For two or three weeks, nothing official happened. Then an old man who spoke careful, perfect English showed up to begin interrogation. His looks and manner strangely reminded me of Alec Guinness. We sat in a small room at opposite ends of a small table, an overhead fan going listlessly through the motions of dispelling a heat that had nowhere to go. Before he left the first day, he said, "Many of my superiors are convinced you are a spy."
"If I tell you my fiancée's name and where she is, and you find out she's real, then will they see I'm not a spy?" I asked.
"That will help you in the short run but not in the long run. It is necessary, you see, but it is not sufficient."
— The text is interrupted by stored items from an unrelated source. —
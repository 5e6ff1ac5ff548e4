//! Per-model capability registry.
//!
//! Lookup order: config override on top of a built-in entry, then a
//! built-in entry alone, then the prefix heuristic for unknown models.

use opsclaw_config::ModelConfig;
use opsclaw_core::provider::{ModelCapabilities, TokenLimitParam};
use std::collections::HashMap;

/// Models that take `max_completion_tokens` and a fixed temperature.
const RESTRICTED_PREFIXES: &[&str] = &["gpt-5", "gpt-4.1", "o1", "o3", "o4"];

const fn caps(
    accepts_temperature: bool,
    token_limit: TokenLimitParam,
    accepts_tools: bool,
    parallel_tools: bool,
) -> ModelCapabilities {
    ModelCapabilities {
        accepts_temperature,
        token_limit,
        accepts_tools,
        parallel_tools,
    }
}

const REASONING: ModelCapabilities = caps(false, TokenLimitParam::MaxCompletionTokens, true, true);
const REASONING_NO_TOOLS: ModelCapabilities =
    caps(false, TokenLimitParam::MaxCompletionTokens, false, false);
const CLASSIC: ModelCapabilities = caps(true, TokenLimitParam::MaxTokens, true, true);

/// Known model families with measured behaviour.
const BUILTIN: &[(&str, ModelCapabilities)] = &[
    ("gpt-5", REASONING),
    ("gpt-5-mini", REASONING),
    ("gpt-5-nano", REASONING),
    ("gpt-5-pro", REASONING),
    ("gpt-4.1", CLASSIC),
    ("gpt-4.1-mini", CLASSIC),
    ("gpt-4.1-nano", CLASSIC),
    ("gpt-4o", CLASSIC),
    ("gpt-4o-mini", CLASSIC),
    ("o4-mini", REASONING),
    ("o3-mini", REASONING),
    ("o3", REASONING),
    ("o1", REASONING_NO_TOOLS),
    ("o1-mini", REASONING_NO_TOOLS),
];

/// Capabilities for a model nobody registered.
pub fn heuristic(model: &str) -> ModelCapabilities {
    let restricted = RESTRICTED_PREFIXES.iter().any(|p| model.starts_with(p));
    ModelCapabilities {
        accepts_temperature: !restricted,
        token_limit: if restricted {
            TokenLimitParam::MaxCompletionTokens
        } else {
            TokenLimitParam::MaxTokens
        },
        accepts_tools: !model.starts_with("o1"),
        parallel_tools: !model.starts_with("o1"),
    }
}

#[derive(Debug, Clone, Default)]
pub struct ModelRegistry {
    entries: HashMap<String, ModelCapabilities>,
    overrides: HashMap<String, ModelConfig>,
}

impl ModelRegistry {
    /// Registry preloaded with the built-in table.
    pub fn new() -> Self {
        Self {
            entries: BUILTIN
                .iter()
                .map(|(name, caps)| (name.to_string(), *caps))
                .collect(),
            overrides: HashMap::new(),
        }
    }

    /// Registry with `[models.*]` overrides from configuration.
    pub fn with_overrides(mut self, overrides: HashMap<String, ModelConfig>) -> Self {
        self.overrides = overrides;
        self
    }

    pub fn lookup(&self, model: &str) -> ModelCapabilities {
        let base = self
            .entries
            .get(model)
            .copied()
            .unwrap_or_else(|| heuristic(model));
        match self.overrides.get(model) {
            Some(cfg) => cfg.apply(base),
            None => base,
        }
    }
}

#[cfg(test)]
mod tests {
    use super::*;

    #[test]
    fn builtin_entry_beats_heuristic() {
        let registry = ModelRegistry::new();
        // gpt-4.1 matches a restricted prefix but is known to accept temperature
        assert!(registry.lookup("gpt-4.1").accepts_temperature);
        assert!(!heuristic("gpt-4.1").accepts_temperature);
    }

    #[test]
    fn unknown_reasoning_models_use_heuristic() {
        let registry = ModelRegistry::new();
        let caps = registry.lookup("o3-deep-research");
        assert!(!caps.accepts_temperature);
        assert_eq!(caps.token_limit, TokenLimitParam::MaxCompletionTokens);
        assert!(caps.accepts_tools);

        let o1 = registry.lookup("o1-preview");
        assert!(!o1.accepts_tools);
    }

    #[test]
    fn unknown_classic_model_is_permissive() {
        let caps = ModelRegistry::new().lookup("llama3.1:8b");
        assert_eq!(caps, ModelCapabilities::default());
    }

    #[test]
    fn config_override_applies_on_top() {
        let mut overrides = HashMap::new();
        overrides.insert(
            "gpt-4o".to_string(),
            ModelConfig {
                accepts_tools: Some(false),
                ..Default::default()
            },
        );
        let registry = ModelRegistry::new().with_overrides(overrides);
        let caps = registry.lookup("gpt-4o");
        assert!(!caps.accepts_tools);
        assert!(caps.accepts_temperature);
    }

    #[test]
    fn o1_heuristic_only_matches_the_prefix() {
        let caps = heuristic("acme-o1-tuned");
        assert!(caps.accepts_tools);
        assert!(caps.parallel_tools);
        assert!(!heuristic("o1-2024-12-17").accepts_tools);
    }
}
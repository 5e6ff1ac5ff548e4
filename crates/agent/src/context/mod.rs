//! Instruction context for one request.
//!
//! # Pipeline
//!
//! | Step | Module | Output |
//! |------|--------|--------|
//! | 1. Select | [`selector`] | applicable fragments of one bundle |
//! | 2. Assemble | [`assembler`] | system prompt text + fragment snapshots |
//! | 3. Truncate | [`assembler::truncate_history`] | replayed turns within the token budget |
//!
//! Fragments and bundles live in a shared [`ReferenceLibrary`].

pub mod assembler;
pub mod library;
pub mod selector;
pub mod token;

pub use assembler::{
    AssembledContext, AssemblyInput, ContextAssembler, DEFAULT_BASE_PROMPT, PageContext, TruncatedHistory,
    mode_guidance, truncate_history,
};
pub use library::{DEFAULT_BUNDLE_KEY, LibraryError, ReferenceLibrary};
pub use selector::{ReferenceQuery, Selection, select};
//! Request-level assistant service.
//!
//! Wraps one user request end to end:
//!
//! 1. bind the request to the active logic version
//! 2. load the conversation and append the user turn
//! 3. select reference fragments and assemble the system prompt
//! 4. fit the history into the token budget
//! 5. run the agent loop
//! 6. persist the new turns and the reference usage record
//!
//! Every stage is recorded as a flow step and shown as a progress task.

use crate::context::token::estimate_tokens;
use crate::context::{
    AssemblyInput, ContextAssembler, DEFAULT_BASE_PROMPT, PageContext, ReferenceLibrary, ReferenceQuery, select, truncate_history,
};
use crate::flow::{FlowLimits, FlowLogger, FlowSummary, LogicVersions};
use crate::loop_runner::{AgentLoop, PendingAction, RunObservers, RunOutcome, RunStatus, ToolExecution};
use crate::progress::{self, ProgressEmitter, ProgressReceiver};
use chrono::Utc;
use opsclaw_catalog::{DefinitionFilter, OperationCatalog, builtin};
use opsclaw_config::{AppConfig, FlowConfig, ProgressConfig};
use opsclaw_core::audit::LogicConfig;
use opsclaw_core::error::{Error, Result, StoreError};
use opsclaw_core::event::EventBus;
use opsclaw_core::message::{ConversationId, Message};
use opsclaw_core::operation::{Caller, OperationOutcome};
use opsclaw_core::provider::{Provider, Usage};
use opsclaw_core::reference::{FragmentSnapshot, ReferenceUsageRecord};
use opsclaw_core::store::Store;
use opsclaw_core::StepType;
use serde::{Deserialize, Serialize};
use serde_json::json;
use std::path::Path;
use std::sync::Arc;
use std::time::{Duration, Instant};
use tracing::{info, warn};
use uuid::Uuid;

/// Progress task that wraps the whole request.
pub const ROOT_TASK_ID: &str = "request";
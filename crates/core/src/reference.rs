//! Reference fragments, bundles, and usage records.
//!
//! A fragment is a reusable block of instruction text that can be targeted
//! at specific roles, modes, pages, or operations. A bundle is an ordered,
//! named collection of fragments. Every assembled response leaves behind a
//! usage record so the exact instruction text can be audited later.

use chrono::{DateTime, Utc};
use serde::{Deserialize, Serialize};

/// Broad purpose of a fragment.
#[derive(Debug, Clone, Copy, Default, PartialEq, Eq, Serialize, Deserialize)]
#[serde(rename_all = "snake_case")]
pub enum FragmentCategory {
    SystemBehavior,
    ToolUsage,
    DomainKnowledge,
    StyleGuide,
    PageContext,
    RoleContext,
    #[default]
    Other,
}

/// Applicability predicates. `None` means unrestricted.
#[derive(Debug, Clone, Default, PartialEq, Eq, Serialize, Deserialize)]
pub struct Applicability {
    #[serde(default, skip_serializing_if = "Option::is_none")]
    pub roles: Option<Vec<String>>,

    #[serde(default, skip_serializing_if = "Option::is_none")]
    pub modes: Option<Vec<String>>,

    /// Exact paths or prefix wildcards such as `/azure/*`
    #[serde(default, skip_serializing_if = "Option::is_none")]
    pub pages: Option<Vec<String>>,

    #[serde(default, skip_serializing_if = "Option::is_none")]
    pub tools: Option<Vec<String>>,
}

/// A reusable, independently targetable block of instruction text.
#[derive(Debug, Clone, PartialEq, Serialize, Deserialize)]
pub struct Fragment {
    pub key: String,

    pub title: String,

    #[serde(default)]
    pub category: FragmentCategory,

    pub body: String,

    #[serde(default, skip_serializing_if = "Vec::is_empty")]
    pub tags: Vec<String>,

    #[serde(default)]
    pub applies_to: Applicability,

    /// Soft-delete flag
    #[serde(default = "default_active")]
    pub active: bool,

    /// Bumped whenever the body changes
    #[serde(default = "default_version")]
    pub version: u32,
}

fn default_active() -> bool {
    true
}

fn default_version() -> u32 {
    1
}

impl Fragment {
    pub fn new(key: impl Into<String>, title: impl Into<String>, body: impl Into<String>) -> Self {
        Self {
            key: key.into(),
            title: title.into(),
            category: FragmentCategory::Other,
            body: body.into(),
            tags: Vec::new(),
            applies_to: Applicability::default(),
            active: true,
            version: 1,
        }
    }

    pub fn with_category(mut self, category: FragmentCategory) -> Self {
        self.category = category;
        self
    }

    pub fn for_roles<I: IntoIterator<Item = S>, S: Into<String>>(mut self, roles: I) -> Self {
        self.applies_to.roles = Some(roles.into_iter().map(Into::into).collect());
        self
    }

    pub fn for_modes<I: IntoIterator<Item = S>, S: Into<String>>(mut self, modes: I) -> Self {
        self.applies_to.modes = Some(modes.into_iter().map(Into::into).collect());
        self
    }

    pub fn for_pages<I: IntoIterator<Item = S>, S: Into<String>>(mut self, pages: I) -> Self {
        self.applies_to.pages = Some(pages.into_iter().map(Into::into).collect());
        self
    }

    pub fn for_tools<I: IntoIterator<Item = S>, S: Into<String>>(mut self, tools: I) -> Self {
        self.applies_to.tools = Some(tools.into_iter().map(Into::into).collect());
        self
    }

    /// Minimal identity of this fragment for usage records.
    pub fn snapshot(&self) -> FragmentSnapshot {
        FragmentSnapshot {
            key: self.key.clone(),
            title: self.title.clone(),
            category: self.category,
            version: self.version,
        }
    }
}

/// One slot in a bundle.
#[derive(Debug, Clone, PartialEq, Eq, Serialize, Deserialize)]
pub struct BundleEntry {
    pub fragment_key: String,
    pub order: i32,
}

/// A named, ordered collection of fragments.
#[derive(Debug, Clone, PartialEq, Eq, Serialize, Deserialize)]
pub struct Bundle {
    pub key: String,

    pub name: String,

    #[serde(default, skip_serializing_if = "Option::is_none")]
    pub description: Option<String>,

    #[serde(default)]
    pub is_default: bool,

    #[serde(default)]
    pub entries: Vec<BundleEntry>,
}

impl Bundle {
    pub fn new(key: impl Into<String>, name: impl Into<String>) -> Self {
        Self {
            key: key.into(),
            name: name.into(),
            description: None,
            is_default: false,
            entries: Vec::new(),
        }
    }

    /// Entries sorted by their order index (stable for equal orders).
    pub fn ordered_entries(&self) -> Vec<&BundleEntry> {
        let mut entries: Vec<&BundleEntry> = self.entries.iter().collect();
        entries.sort_by_key(|e| e.order);
        entries
    }
}

/// Which fragment (and which revision of it) contributed to a response.
#[derive(Debug, Clone, PartialEq, Eq, Serialize, Deserialize)]
pub struct FragmentSnapshot {
    pub key: String,
    pub title: String,
    pub category: FragmentCategory,
    pub version: u32,
}

/// Immutable snapshot of the instruction text behind one response.
#[derive(Debug, Clone, PartialEq, Serialize, Deserialize)]
pub struct ReferenceUsageRecord {
    pub id: String,

    pub conversation_id: String,

    /// The assistant turn this instruction text produced
    #[serde(default, skip_serializing_if = "Option::is_none")]
    pub message_id: Option<String>,

    /// Position of the user turn within the conversation
    pub turn_index: usize,

    pub model: String,

    #[serde(default, skip_serializing_if = "Option::is_none")]
    pub bundle_key: Option<String>,

    pub assembled_text: String,

    pub fragments: Vec<FragmentSnapshot>,

    pub created_at: DateTime<Utc>,
}

#[cfg(test)]
mod tests {
    use super::*;

    #[test]
    fn fragment_defaults_to_active_version_one() {
        let json = r#"{"key":"k","title":"T","body":"B"}"#;
        let fragment: Fragment = serde_json::from_str(json).unwrap();
        assert!(fragment.active);
        assert_eq!(fragment.version, 1);
        assert_eq!(fragment.category, FragmentCategory::Other);
        assert_eq!(fragment.applies_to, Applicability::default());
    }

    #[test]
    fn bundle_orders_entries() {
        let mut bundle = Bundle::new("b", "Bundle");
        bundle.entries.push(BundleEntry { fragment_key: "late".into(), order: 20 });
        bundle.entries.push(BundleEntry { fragment_key: "early".into(), order: 10 });
        let keys: Vec<_> = bundle.ordered_entries().iter().map(|e| e.fragment_key.as_str()).collect();
        assert_eq!(keys, vec!["early", "late"]);
    }

    #[test]
    fn builder_sets_predicates() {
        let f = Fragment::new("azure", "Azure", "Use the Azure tools.")
            .with_category(FragmentCategory::PageContext)
            .for_pages(["/azure/*"]);
        assert_eq!(f.applies_to.pages, Some(vec!["/azure/*".to_string()]));
        assert!(f.applies_to.roles.is_none());
    }
}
I answered the old man's questions for three more weeks, assuming that I was going to be imprisoned for the rest of my life, however short, and planned an escape. I knew the odds were astronomical against my ever reaching Thailand alive via the Montagnard highlands and Laos, but I decided I would rather die trying to escape than live in their prisons and die according to their whims or their laws. Then, too, there was always the chance that I'd make it. On top of everything, God help me, was that voice telling me, What an adventure, boy, what an adventure just to try it.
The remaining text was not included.